→ **Task to complete**:
Wherever the string "Created" shows up in the data below, copy the whole line.

→ **Records for the exercise**:
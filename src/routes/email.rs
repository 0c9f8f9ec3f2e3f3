use crate::auth::CurrentUser;
use crate::database::audit::AuditRecord;
use crate::database::postgres_repository::PostgresRepository;
use crate::email::{EmailInput, EmailParser};
use crate::error::app_error::AppError;
use crate::middleware::ClientIp;
use crate::middleware::csrf::CsrfProtected;
use crate::middleware::rate_limit::RateLimit;
use crate::models::audit::audit_events;
use crate::models::email::{ImportEmailRequest, ImportEmailResponse, ParseEmailRequest, ParseEmailResponse};
use crate::models::trip::TripResponse;
use crate::service::email_import::EmailImportService;
use crate::service::schengen::{StatusCache, invalidate_user_status};
use rocket::http::Status;
use rocket::serde::json::Json;
use rocket::{State, post};
use rocket_okapi::openapi;
use sqlx::PgPool;
use std::sync::Arc;
use validator::Validate;

/// Extract travel details from a booking confirmation without storing anything
#[openapi(tag = "Email")]
#[post("/parse", data = "<payload>")]
pub async fn parse_email(
    parser: &State<EmailParser>,
    _rate_limit: RateLimit,
    _current_user: CurrentUser,
    payload: Json<ParseEmailRequest>,
) -> Result<Json<ParseEmailResponse>, AppError> {
    payload.validate()?;

    let result = parser.parse(&EmailInput::from(&*payload));
    Ok(Json(ParseEmailResponse::from(result)))
}

/// Parse a booking confirmation and record the trip it describes
#[openapi(tag = "Email")]
#[post("/import", data = "<payload>")]
pub async fn import_email(
    pool: &State<PgPool>,
    cache: &State<Arc<StatusCache>>,
    parser: &State<EmailParser>,
    _rate_limit: RateLimit,
    _csrf: CsrfProtected,
    current_user: CurrentUser,
    client_ip: ClientIp,
    payload: Json<ImportEmailRequest>,
) -> Result<(Status, Json<ImportEmailResponse>), AppError> {
    payload.validate()?;

    let repo = PostgresRepository { pool: pool.inner().clone() };
    let service = EmailImportService::new(&repo, *parser.inner());
    let (trip, parsed) = service.import(&payload, &current_user.id).await?;
    invalidate_user_status(cache, &current_user.id).await;

    repo.audit(AuditRecord {
        user_id: Some(&current_user.id),
        event_type: audit_events::TRIP_IMPORTED,
        success: true,
        ip_address: client_ip.0,
        metadata: Some(serde_json::json!({ "trip_id": trip.id, "provider": parsed.provider.to_string() })),
        ..Default::default()
    })
    .await;

    Ok((
        Status::Created,
        Json(ImportEmailResponse {
            trip: TripResponse::new(&trip, current_user.today()),
            parsed,
        }),
    ))
}

pub fn routes() -> (Vec<rocket::Route>, okapi::openapi3::OpenApi) {
    rocket_okapi::openapi_get_routes_spec![parse_email, import_email]
}

#[cfg(test)]
mod tests {
    use crate::test_utils::{sign_up, test_client};
    use rocket::http::{ContentType, Status};
    use serde_json::Value;

    fn booking_email() -> Value {
        serde_json::json!({
            "sender": "Booking.com <noreply@booking.com>",
            "subject": "Your booking is confirmed at Hotel Amsterdam Centre",
            "body": "Confirmation number: 4021337890\nHotel: Hotel Amsterdam Centre\nAddress: Damrak 1, 1012 LG Amsterdam, Netherlands\nCheck-in: Fri, 5 Apr 2024 (from 15:00)\nCheck-out: Mon, 8 Apr 2024 (until 11:00)"
        })
    }

    #[rocket::async_test]
    async fn parsing_requires_a_session() {
        let client = test_client().await;
        let response = client
            .post("/api/email/parse")
            .header(ContentType::JSON)
            .body(booking_email().to_string())
            .dispatch()
            .await;
        assert_eq!(response.status(), Status::Unauthorized);
    }

    #[rocket::async_test]
    #[ignore = "requires database"]
    async fn import_records_the_parsed_trip() {
        let client = test_client().await;
        sign_up(&client).await;

        let response = client
            .post("/api/email/parse")
            .header(ContentType::JSON)
            .body(booking_email().to_string())
            .dispatch()
            .await;
        assert_eq!(response.status(), Status::Ok);
        let parsed: Value = serde_json::from_str(&response.into_string().await.unwrap()).unwrap();
        assert_eq!(parsed["success"], true);
        assert_eq!(parsed["trip_suggestion"]["country"], "Netherlands");

        let import = serde_json::json!({ "email": booking_email(), "passport_country": "South Korea" });
        let response = client
            .post("/api/email/import")
            .header(ContentType::JSON)
            .body(import.to_string())
            .dispatch()
            .await;
        assert_eq!(response.status(), Status::Created);
        let imported: Value = serde_json::from_str(&response.into_string().await.unwrap()).unwrap();
        assert_eq!(imported["trip"]["country"], "Netherlands");
        assert_eq!(imported["trip"]["max_days"], 90);
    }
}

→ **Answer for the task**:
        Status::Created,
        assert_eq!(response.status(), Status::Created);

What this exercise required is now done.